Bank of Mendocino v. Baker
Before: Foote
Synopsis
Appeal from a judgment of the Superior Court of Mendocino County, and from an order denying a new trial.
The facts are stated in the opinion,
Foote, C. This is an action in ejectment. A day or two before the trial of the cause, the defendants offered in writing to allow the plaintiff to take judgment for all the land sued for except that described in paragraph 6 of the answer. This seems to have been declined, and the result of the trial was, that the plaintiff obtained judgment for all the land except that set out in said paragraph, and for costs. From that judgment, and an order denying a new trial, the plaintiff has appealed.
Under the facts as found by the court, the plaintiff was defeated in its efforts to recover the land mentioned in the paragraph referred to, because it appeared upon the trial that the title and right of possession to that portion of the land in dispute was in the Garcia and Point Arena Railroad Company, a corporation not a party to the suit, and that the defendants only have possession of it as the agents of that company.
The evidence on which the findings were based, that the title and right of possession so existed, was, in brief, that the railroad company had been for many years in the open and notorious possession of the land, and that a deed in fee-simple had been executed to it about the time that it assumed such possession, in the year 1870, from one Campbell, from whom the plaintiff also claims to derive its title by mesne conveyance.
It further appears that the deed to the railroad company had never been recorded, and was lost.
The plaintiff claimed title by virtue of a sheriff’s deed on a foreclosure sale, under a mortgage executed by one Abbott, to whom Campbell had made a deed of the land, long after the deed to the railroad company was executed.

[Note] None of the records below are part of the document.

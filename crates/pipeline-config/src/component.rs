//! Component-descriptor data model: identities, repository contexts, and the
//! descriptor document itself.

use serde::{Deserialize, Serialize};
use std::fmt;

/// Uniquely identifies a component across the system. Both fields are
/// required; there is no "partial" identity.
#[derive(Debug, Clone, PartialEq, Eq, Hash, Serialize, Deserialize)]
pub struct ComponentIdentity {
    pub name: String,
    pub version: String,
}

impl ComponentIdentity {
    #[must_use]
    pub fn new(name: impl Into<String>, version: impl Into<String>) -> Self {
        Self {
            name: name.into(),
            version: version.into(),
        }
    }

    /// OCI repository paths only permit lowercase names.
    #[must_use]
    pub fn lowercase_name(&self) -> String {
        self.name.to_lowercase()
    }

    /// Parses `version` as semver, primarily to validate it; callers that only
    /// need ordering or comparisons should use the returned value directly.
    pub fn parsed_version(&self) -> Result<semver::Version, semver::Error> {
        semver::Version::parse(&self.version)
    }
}

impl fmt::Display for ComponentIdentity {
    fn fmt(&self, f: &mut fmt::Formatter<'_>) -> fmt::Result {
        write!(f, "{}:{}", self.name, self.version)
    }
}

/// A typed reference to an OCI-based artifact repository.
#[derive(Debug, Clone, PartialEq, Eq, Hash, Serialize, Deserialize)]
pub struct RepositoryContext {
    pub base_url: String,
}

impl RepositoryContext {
    #[must_use]
    pub fn new(base_url: impl Into<String>) -> Self {
        Self {
            base_url: base_url.into(),
        }
    }

    /// `<base_url>/component-descriptors/<name>:<version>`
    #[must_use]
    pub fn component_descriptor_oci_ref(&self, identity: &ComponentIdentity) -> String {
        format!(
            "{}/component-descriptors/{}:{}",
            self.base_url.trim_end_matches('/'),
            identity.lowercase_name(),
            identity.version,
        )
    }

    /// Filesystem-cache-safe form of the base URL (`/` -> `-`).
    #[must_use]
    pub fn slug(&self) -> String {
        self.base_url.replace('/', "-")
    }
}

/// A declared source (git ref) of a component.
#[derive(Debug, Clone, Serialize, Deserialize)]
pub struct Source {
    pub name: String,
    pub access_type: String,
    pub repo_url: String,
    pub commit: Option<String>,
}

/// A declared resource (artifact) of a component.
#[derive(Debug, Clone, Serialize, Deserialize)]
pub struct Resource {
    pub name: String,
    pub version: String,
    pub access_type: String,
    pub reference: String,
}

/// An outbound reference to another component, used by the upgrade-vector
/// detector and the cyclic-graph-safe reference iterator.
#[derive(Debug, Clone, Serialize, Deserialize)]
pub struct ComponentReference {
    pub identity: ComponentIdentity,
}

/// A manifest listing a component, its resources, sources, and outbound
/// component-references, plus the chain of repository contexts it has
/// traversed (most recent last).
#[derive(Debug, Clone, Serialize, Deserialize)]
pub struct ComponentDescriptor {
    pub identity: ComponentIdentity,
    #[serde(default)]
    pub resources: Vec<Resource>,
    #[serde(default)]
    pub sources: Vec<Source>,
    #[serde(default)]
    pub component_references: Vec<ComponentReference>,
    #[serde(default)]
    pub repository_contexts: Vec<RepositoryContext>,
}

impl ComponentDescriptor {
    /// The repository context this descriptor was last retrieved from, if any
    /// — used by cache layers to decide where a write-back should land.
    #[must_use]
    pub fn current_repository_context(&self) -> Option<&RepositoryContext> {
        self.repository_contexts.last()
    }

    pub fn to_yaml(&self) -> Result<String, serde_yaml::Error> {
        serde_yaml::to_string(self)
    }

    pub fn from_yaml(raw: &str) -> Result<Self, serde_yaml::Error> {
        serde_yaml::from_str(raw)
    }
}

/// A proposed version bump for a single component, produced by
/// dependency-upgrade detection.
#[derive(Debug, Clone, PartialEq, Eq, Serialize, Deserialize)]
pub struct UpgradeVector {
    pub whence: ComponentIdentity,
    pub whither: ComponentIdentity,
}

#[cfg(test)]
mod tests {
    use super::*;

    #[test]
    fn oci_ref_is_lowercased_and_slashed() {
        let ctx = RepositoryContext::new("https://example.invalid/Ocm-Repo");
        let id = ComponentIdentity::new("Example/Component", "1.2.3");
        assert_eq!(
            ctx.component_descriptor_oci_ref(&id),
            "https://example.invalid/Ocm-Repo/component-descriptors/example/component:1.2.3"
        );
    }

    #[test]
    fn slug_replaces_slashes() {
        let ctx = RepositoryContext::new("https://example.invalid/a/b");
        assert_eq!(ctx.slug(), "https:--example.invalid-a-b");
    }

    #[test]
    fn current_repository_context_is_the_last_one() {
        let mut d = ComponentDescriptor {
            identity: ComponentIdentity::new("c", "1.0.0"),
            resources: vec![],
            sources: vec![],
            component_references: vec![],
            repository_contexts: vec![],
        };
        assert!(d.current_repository_context().is_none());
        d.repository_contexts.push(RepositoryContext::new("https://a"));
        d.repository_contexts.push(RepositoryContext::new("https://b"));
        assert_eq!(d.current_repository_context().unwrap().base_url, "https://b");
    }
}
//! Shared data model and configuration types for `pipeline-sync`.
//!
//! This crate has no I/O of its own; it defines the vocabulary that every
//! other crate in the workspace builds on.

pub mod component;
pub mod config;
pub mod error;
pub mod event;
pub mod pipeline;

pub use component::{ComponentDescriptor, ComponentIdentity, RepositoryContext, UpgradeVector};
pub use config::{
    CiBackendConfig, ComponentDescriptorConfig, DeployConfig, EmailConfig, RootConfig,
    WebhookDispatcherConfig,
};
pub use error::ConfigError;
pub use event::{
    CreateEvent, Event, PullRequestAction, PullRequestEvent, PushEvent, RefType, RepositoryRef,
    PIPELINE_DEFINITIONS_PATH,
};
pub use pipeline::{
    AbortConfig, AbortObsoleteJobs, Build, BuildStatus, CiTargetKey, DefinitionDescriptor,
    DeployResult, DeployStatus, JobMapping, MainRepository, Pipeline, PipelineCleanupPolicy,
    RenderFailureClass, RenderOrigin, RenderResult, ReplicationResults,
};
use thiserror::Error;

#[derive(Debug, Error)]
pub enum CiBackendError {
    #[error("CI backend request failed: {0}")]
    Request(#[from] reqwest::Error),

    #[error("CI backend returned status {status} for {url}: {body}")]
    UnexpectedStatus {
        status: u16,
        url: String,
        body: String,
    },

    #[error("CI backend returned an unrecognized set_pipeline result")]
    UnknownSetPipelineResult,

    #[error("pipeline {0:?} not found")]
    PipelineNotFound(String),

    #[error("failed to decode response body: {0}")]
    Json(#[from] serde_json::Error),

    #[error("no CI backend configured for target {backend_name:?}/{team_name:?}")]
    NoSuchTarget {
        backend_name: String,
        team_name: String,
    },

    #[error("io error writing pipeline file: {0}")]
    Io(#[from] std::io::Error),
}
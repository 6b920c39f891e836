//! Owner-notification dispatch: resolves who owns a repository (CODEOWNERS,
//! falling back to the head commit's author/committer) and emails them when
//! a pipeline definition fails to render with a user-attributable error.

pub mod channel;
pub mod error;
pub mod recipients;

pub use channel::{MailChannel, MailChannelConfig};
pub use error::NotifyError;
pub use recipients::resolve_owner_recipients;

use std::sync::Arc;

use pipeline_scm::{GithubClient, RepoSlug};
use tracing::{debug, warn};

/// Fire-and-forget dispatcher wrapping a [`MailChannel`]. A `None` channel
/// means notifications are configured off; `notify_render_failure` then logs
/// and returns immediately, matching how the orchestrator treats a missing
/// `EmailConfig`.
pub struct OwnerNotifier {
    channel: Option<Arc<MailChannel>>,
}

impl OwnerNotifier {
    #[must_use]
    pub fn new(channel: Option<MailChannel>) -> Self {
        Self {
            channel: channel.map(Arc::new),
        }
    }

    #[must_use]
    pub fn disabled() -> Self {
        Self { channel: None }
    }

    #[must_use]
    pub fn is_enabled(&self) -> bool {
        self.channel.is_some()
    }

    /// Resolves recipients for `repo` and sends the failure notification in a
    /// detached task. Returns immediately; delivery failures are logged, not
    /// propagated (matching the teacher's `Notifier::notify` fire-and-forget
    /// contract).
    pub fn notify_render_failure(
        &self,
        scm: Arc<dyn GithubClient>,
        repo: RepoSlug,
        git_ref: Option<String>,
        head_sha: String,
        pipeline_name: String,
        error_details: String,
    ) {
        let Some(channel) = self.channel.clone() else {
            debug!(%repo, pipeline = %pipeline_name, "owner notification skipped, no mail channel configured");
            return;
        };

        tokio::spawn(async move {
            let recipients =
                resolve_owner_recipients(scm.as_ref(), &repo, git_ref.as_deref(), &head_sha).await;
            if recipients.is_empty() {
                warn!(%repo, pipeline = %pipeline_name, "no recipients resolved, skipping owner notification");
                return;
            }

            let subject = format!("pipeline rendering failed: {pipeline_name}");
            let body = format!(
                "Rendering pipeline {pipeline_name} for {repo} failed:\n\n{error_details}\n"
            );

            match channel.send(&subject, &body, &recipients).await {
                Ok(()) => debug!(%repo, pipeline = %pipeline_name, recipient_count = recipients.len(), "sent owner notification"),
                Err(e) => warn!(%repo, pipeline = %pipeline_name, error = %e, "failed to send owner notification"),
            }
        });
    }

    /// Like [`OwnerNotifier::notify_render_failure`] but awaits delivery and
    /// surfaces the result, for tests and for CLI dry-runs that want a final
    /// exit code.
    pub async fn notify_render_failure_and_wait(
        &self,
        scm: &dyn GithubClient,
        repo: &RepoSlug,
        git_ref: Option<&str>,
        head_sha: &str,
        pipeline_name: &str,
        error_details: &str,
    ) -> Result<(), NotifyError> {
        let Some(channel) = &self.channel else {
            return Ok(());
        };
        let recipients = resolve_owner_recipients(scm, repo, git_ref, head_sha).await;
        if recipients.is_empty() {
            return Err(NotifyError::NoRecipients);
        }
        let subject = format!("pipeline rendering failed: {pipeline_name}");
        let body = format!("Rendering pipeline {pipeline_name} for {repo} failed:\n\n{error_details}\n");
        channel.send(&subject, &body, &recipients).await
    }
}
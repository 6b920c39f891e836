//! `process_pr_event`: the pull_request webhook handler's orchestration —
//! pipeline-definition validation, required-label management, and the
//! resource-update settle loop.

use std::sync::Arc;
use std::time::Duration;

use pipeline_ci_backend::CiBackendClient;
use pipeline_config::{JobMapping, PullRequestAction, PullRequestEvent};
use pipeline_scm::{GithubClient, RepoSlug};
use tracing::{info, warn};

use crate::dispatcher::labels::should_label;
use crate::dispatcher::resources::MatchedResource;
use crate::enumerator::GithubDefinitionEnumerator;
use crate::renderer::PipelineRenderer;

/// Applied to a PR whose `.ci/pipeline_definitions` fails to render; removed
/// and replaced by a "fixed" comment once a later push renders cleanly.
pub const BROKEN_PIPELINE_DEFINITION_LABEL: &str = "ci/broken-pipeline-definition";

const PRIVILEGED_ACK_LABELS: [&str; 2] = ["lgtm", "reviewed/lgtm"];

const RESOURCE_UPDATE_MAX_RETRIES: u32 = 10;
const RESOURCE_UPDATE_INITIAL_SLEEP_SECS: f64 = 3.0;
const RESOURCE_UPDATE_BACKOFF_FACTOR: f64 = 1.2;

/// Collaborators a single pull_request dispatch needs; built once per
/// inbound event by the dispatcher and threaded through every helper below.
pub struct PrEventContext {
    pub github: Arc<dyn GithubClient>,
    pub ci_clients: Vec<Arc<dyn CiBackendClient>>,
    pub renderer: Arc<dyn PipelineRenderer>,
    pub mapping: JobMapping,
}

/// Validates `.ci/pipeline_definitions` at the PR's head branch, commenting
/// and labeling the PR on failure or on recovery from a prior failure.
pub async fn validate_pipeline_definitions_for_pr(ctx: &PrEventContext, event: &PullRequestEvent) {
    let enumerator = GithubDefinitionEnumerator::new(
        Arc::clone(&ctx.github),
        vec![ctx.mapping.clone()],
        event.head_ref.clone(),
        event.head_repo.host.clone(),
    );
    let descriptors = enumerator.enumerate().await;

    let mut first_error = None;
    for descriptor in &descriptors {
        if let Some(error) = &descriptor.enumeration_error {
            first_error = Some(error.clone());
            break;
        }
        let result = ctx
            .renderer
            .render(descriptor, pipeline_config::RenderOrigin::WebhookDispatch)
            .await;
        if let pipeline_config::RenderResult::Failure { class, error, .. } = result {
            if class == pipeline_config::RenderFailureClass::UserError {
                first_error = Some(error);
                break;
            }
        }
    }

    let issue_repo = RepoSlug::new(event.repository.org.clone(), event.repository.name.clone());
    let pr_has_broken_label = event
        .label_names
        .iter()
        .any(|l| l == BROKEN_PIPELINE_DEFINITION_LABEL);

    match first_error {
        Some(error) => {
            let body = format!("Validating `.ci/pipeline_definitions` failed:\n\n```\n{error}\n```");
            if let Err(e) = ctx.github.add_issue_comment(&issue_repo, event.number, &body).await {
                warn!(pr = event.number, error = %e, "failed to comment on PR with validation failure");
            }
            if !pr_has_broken_label {
                if let Err(e) = ctx
                    .github
                    .add_labels(&issue_repo, event.number, &[BROKEN_PIPELINE_DEFINITION_LABEL.to_string()])
                    .await
                {
                    warn!(pr = event.number, error = %e, "failed to apply broken-pipeline-definition label");
                }
            }
        }
        None if pr_has_broken_label => {
            if let Err(e) = ctx
                .github
                .remove_label(&issue_repo, event.number, BROKEN_PIPELINE_DEFINITION_LABEL)
                .await
            {
                warn!(pr = event.number, error = %e, "failed to remove broken-pipeline-definition label");
            }
            let body = "`.ci/pipeline_definitions` now renders successfully.".to_string();
            if let Err(e) = ctx.github.add_issue_comment(&issue_repo, event.number, &body).await {
                warn!(pr = event.number, error = %e, "failed to post pipeline-definitions-fixed comment");
            }
        }
        None => {}
    }
}

/// Processes one matched pull-request resource batch: label management,
/// resource-check trigger, and the settle loop. Mirrors the per-resource body
/// of `whd/dispatcher.py::dispatch_pullrequest_event`.
pub async fn process_resource(ctx: &PrEventContext, event: &PullRequestEvent, matched: &MatchedResource) {
    let required_label = matched.resource.source.label.clone();
    let repo_org = event.repository.org.clone();
    let issue_repo = RepoSlug::new(repo_org.clone(), event.repository.name.clone());

    if event.action == PullRequestAction::Labeled {
        let Some(label) = &event.label else { return };
        if PRIVILEGED_ACK_LABELS.contains(&label.as_str()) {
            if let Some(required) = &required_label {
                if !event.label_names.iter().any(|l| l == required) {
                    apply_label(ctx.github.as_ref(), &issue_repo, event.number, required).await;
                }
            }
        }
        // A label not required by this job's resource is a no-op for this batch.
    } else if matches!(event.action, PullRequestAction::Opened | PullRequestAction::Synchronize) {
        let trusted = should_label(
            ctx.github.as_ref(),
            &ctx.mapping,
            &event.repository.host,
            &repo_org,
            &event.sender_login,
        )
        .await;
        if let Some(required) = &required_label {
            if trusted {
                if !event.label_names.iter().any(|l| l == required) {
                    apply_label(ctx.github.as_ref(), &issue_repo, event.number, required).await;
                }
            } else if event.action == PullRequestAction::Opened {
                let body = format!(
                    "@{} is not a trusted sender; a maintainer must apply the `{required}` label to run CI for this PR.",
                    event.sender_login
                );
                if let Err(e) = ctx.github.add_issue_comment(&issue_repo, event.number, &body).await {
                    warn!(pr = event.number, error = %e, "failed to post untrusted-sender comment");
                }
            }
        }
    }

    if let Err(e) = matched
        .client
        .trigger_resource_check(&matched.resource.pipeline_name, &matched.resource.name)
        .await
    {
        warn!(pipeline = %matched.resource.pipeline_name, resource = %matched.resource.name, error = %e, "failed to trigger PR resource check");
    }

    ensure_pr_resource_updates(matched, event.number, required_label.as_deref(), &event.label_names).await;
}

async fn apply_label(github: &dyn GithubClient, repo: &RepoSlug, number: u64, label: &str) {
    if let Err(e) = github.add_labels(repo, number, &[label.to_string()]).await {
        warn!(pr = number, label, error = %e, "failed to apply required label");
    }
}

/// Polls until the PR resource has registered this PR's head commit as a
/// version, or the PR doesn't require a label its sender doesn't have, or
/// retries are exhausted (property P10).
pub async fn ensure_pr_resource_updates(
    matched: &MatchedResource,
    pr_number: u64,
    required_label: Option<&str>,
    current_labels: &[String],
) {
    if let Some(required) = required_label {
        if !current_labels.iter().any(|l| l == required) {
            return;
        }
    }

    let mut sleep_secs = RESOURCE_UPDATE_INITIAL_SLEEP_SECS;
    for attempt in 0..RESOURCE_UPDATE_MAX_RETRIES {
        let up_to_date = match matched
            .client
            .resource_versions(&matched.resource.pipeline_name, &matched.resource.name)
            .await
        {
            Ok(versions) => versions.iter().any(|v| v.pr == pr_number.to_string()),
            Err(e) => {
                warn!(pipeline = %matched.resource.pipeline_name, resource = %matched.resource.name, error = %e, "failed to read resource versions");
                false
            }
        };

        if up_to_date {
            info!(pr = pr_number, attempt, "PR resource is up to date");
            return;
        }

        if let Err(e) = matched
            .client
            .trigger_resource_check(&matched.resource.pipeline_name, &matched.resource.name)
            .await
        {
            warn!(pipeline = %matched.resource.pipeline_name, error = %e, "failed to trigger resource check during settle loop");
        }

        if attempt + 1 < RESOURCE_UPDATE_MAX_RETRIES {
            tokio::time::sleep(Duration::from_secs_f64(sleep_secs)).await;
            sleep_secs *= RESOURCE_UPDATE_BACKOFF_FACTOR;
        }
    }
    warn!(pr = pr_number, "PR resource did not settle within retry budget");
}

#[cfg(test)]
mod tests {
    use super::*;

    #[test]
    fn broken_pipeline_definition_label_is_stable() {
        assert_eq!(BROKEN_PIPELINE_DEFINITION_LABEL, "ci/broken-pipeline-definition");
    }
}
//! Wire-adjacent types for the subset of the GitHub REST API this crate
//! needs. Deliberately narrower than the full GitHub schema.

use serde::{Deserialize, Serialize};

#[derive(Debug, Clone, PartialEq, Eq)]
pub struct RepoSlug {
    pub owner: String,
    pub name: String,
}

impl RepoSlug {
    #[must_use]
    pub fn new(owner: impl Into<String>, name: impl Into<String>) -> Self {
        Self {
            owner: owner.into(),
            name: name.into(),
        }
    }
}

impl std::fmt::Display for RepoSlug {
    fn fmt(&self, f: &mut std::fmt::Formatter<'_>) -> std::fmt::Result {
        write!(f, "{}/{}", self.owner, self.name)
    }
}

#[derive(Debug, Clone, Deserialize)]
pub struct Repository {
    pub full_name: String,
    #[serde(default = "default_branch_name", rename = "default_branch")]
    pub default_branch: String,
}

fn default_branch_name() -> String {
    "master".to_string()
}

#[derive(Debug, Clone, Copy, PartialEq, Eq, Serialize, Deserialize)]
#[serde(rename_all = "lowercase")]
pub enum IssueState {
    Open,
    Closed,
}

/// Fields supplied when creating or editing an issue. `None` leaves the
/// corresponding GitHub field untouched on an edit (matches the
/// `github3.issue.edit(**kwargs)` sparse-update idiom in `github/util.py`).
#[derive(Debug, Clone, Default, Serialize)]
pub struct IssueEdit {
    #[serde(skip_serializing_if = "Option::is_none")]
    pub title: Option<String>,
    #[serde(skip_serializing_if = "Option::is_none")]
    pub body: Option<String>,
    #[serde(skip_serializing_if = "Option::is_none")]
    pub labels: Option<Vec<String>>,
    #[serde(skip_serializing_if = "Option::is_none")]
    pub assignees: Option<Vec<String>>,
    #[serde(skip_serializing_if = "Option::is_none")]
    pub milestone: Option<u64>,
    #[serde(skip_serializing_if = "Option::is_none")]
    pub state: Option<IssueState>,
}

#[derive(Debug, Clone, Deserialize)]
pub struct Issue {
    pub number: u64,
    pub title: String,
    #[serde(default)]
    pub body: Option<String>,
    pub state: IssueState,
    #[serde(default)]
    pub labels: Vec<Label>,
    #[serde(default)]
    pub assignees: Vec<User>,
}

#[derive(Debug, Clone, Deserialize)]
pub struct Label {
    pub name: String,
}

#[derive(Debug, Clone, Deserialize)]
pub struct User {
    pub login: String,
}

#[derive(Debug, Clone, Deserialize)]
pub struct PullRequest {
    pub number: u64,
    pub title: String,
    pub state: IssueState,
    #[serde(default)]
    pub labels: Vec<Label>,
    pub head: PullRequestRef,
    pub base: PullRequestRef,
}

#[derive(Debug, Clone, Deserialize)]
pub struct PullRequestRef {
    #[serde(rename = "ref")]
    pub ref_: String,
    pub sha: String,
}

/// Base64-decoded contents of a repository file, plus the blob `sha` GitHub
/// needs as the `If-Match`-style precondition on an update (`github/util.py`'s
/// `create_or_update_file`).
#[derive(Debug, Clone)]
pub struct FileContents {
    pub content: String,
    pub sha: String,
}

#[derive(Debug, Clone, Deserialize)]
pub struct Release {
    pub tag_name: String,
    #[serde(default)]
    pub draft: bool,
    #[serde(default)]
    pub prerelease: bool,
}

/// One line of a `CODEOWNERS` file: a path-pattern and the owners (usernames
/// or `@org/team` handles) responsible for it. Mirrors
/// `github.codeowners.enumerate_codeowners_from_remote_repo`.
#[derive(Debug, Clone, PartialEq, Eq)]
pub struct CodeownersEntry {
    pub pattern: String,
    pub owners: Vec<String>,
}

/// Candidate paths GitHub recognizes a `CODEOWNERS` file at, checked in this
/// order.
pub const CODEOWNERS_PATHS: &[&str] = &["CODEOWNERS", ".github/CODEOWNERS", "docs/CODEOWNERS"];

/// Parses a `CODEOWNERS` file body: blank lines and `#`-comments are
/// skipped, each remaining line is `<pattern> <owner> [<owner> ...]`.
#[must_use]
pub fn parse_codeowners(body: &str) -> Vec<CodeownersEntry> {
    body.lines()
        .map(str::trim)
        .filter(|line| !line.is_empty() && !line.starts_with('#'))
        .filter_map(|line| {
            let mut parts = line.split_whitespace();
            let pattern = parts.next()?.to_string();
            let owners: Vec<String> = parts.map(str::to_string).collect();
            if owners.is_empty() {
                return None;
            }
            Some(CodeownersEntry { pattern, owners })
        })
        .collect()
}

#[cfg(test)]
mod tests {
    use super::*;

    #[test]
    fn parses_codeowners_body_ignoring_comments_and_blanks() {
        let body = "\
# top level owners
*       @org/platform-team

# docs
/docs/  alice bob
";
        let entries = parse_codeowners(body);
        assert_eq!(entries.len(), 2);
        assert_eq!(entries[0].pattern, "*");
        assert_eq!(entries[0].owners, vec!["@org/platform-team".to_string()]);
        assert_eq!(entries[1].pattern, "/docs/");
        assert_eq!(entries[1].owners, vec!["alice".to_string(), "bob".to_string()]);
    }

    #[test]
    fn owner_less_lines_are_skipped() {
        let entries = parse_codeowners("*\n");
        assert!(entries.is_empty());
    }
}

[116]In the brief of its counsel, appellant claims the evidence shows that the plaintiff was a bona fide purchaser, without notice of the unrecorded deed from Campbell to the railroad company, and that the findings to the contrary are wrong; and seems to rely mainly upon this point for a reversal of the judgment and order appealed from.
It is said the evidence shows that the possession of the railroad company was initiated under a deed of a mere right of way from two persons, Whitmore and Stevens, to whom there was no deed of record from Campbell; that, having taken possession in such manner and placed such a deed upon record, the railroad company had an apparent possession'under that deed, and that such possession, long continuous, open and notorious, as it might be, did not and should not have put the plaintiff, when it came to take a deed to the land, upon inquiry as to the true nature of the possession of the railroad company. In other words, the plaintiff contends that the possession of the railroad company was consistent with the deed from Whitmore and Stevens, although, by the record, they were strangers to the title of Campbell, the common source of title, and that the company cannot be heard to say the plaintiff should have inquired diligently as to whether the company held a deed from Campbell of prior date, although unrecorded, to that made to Abbott, from whom the plaintiff claims.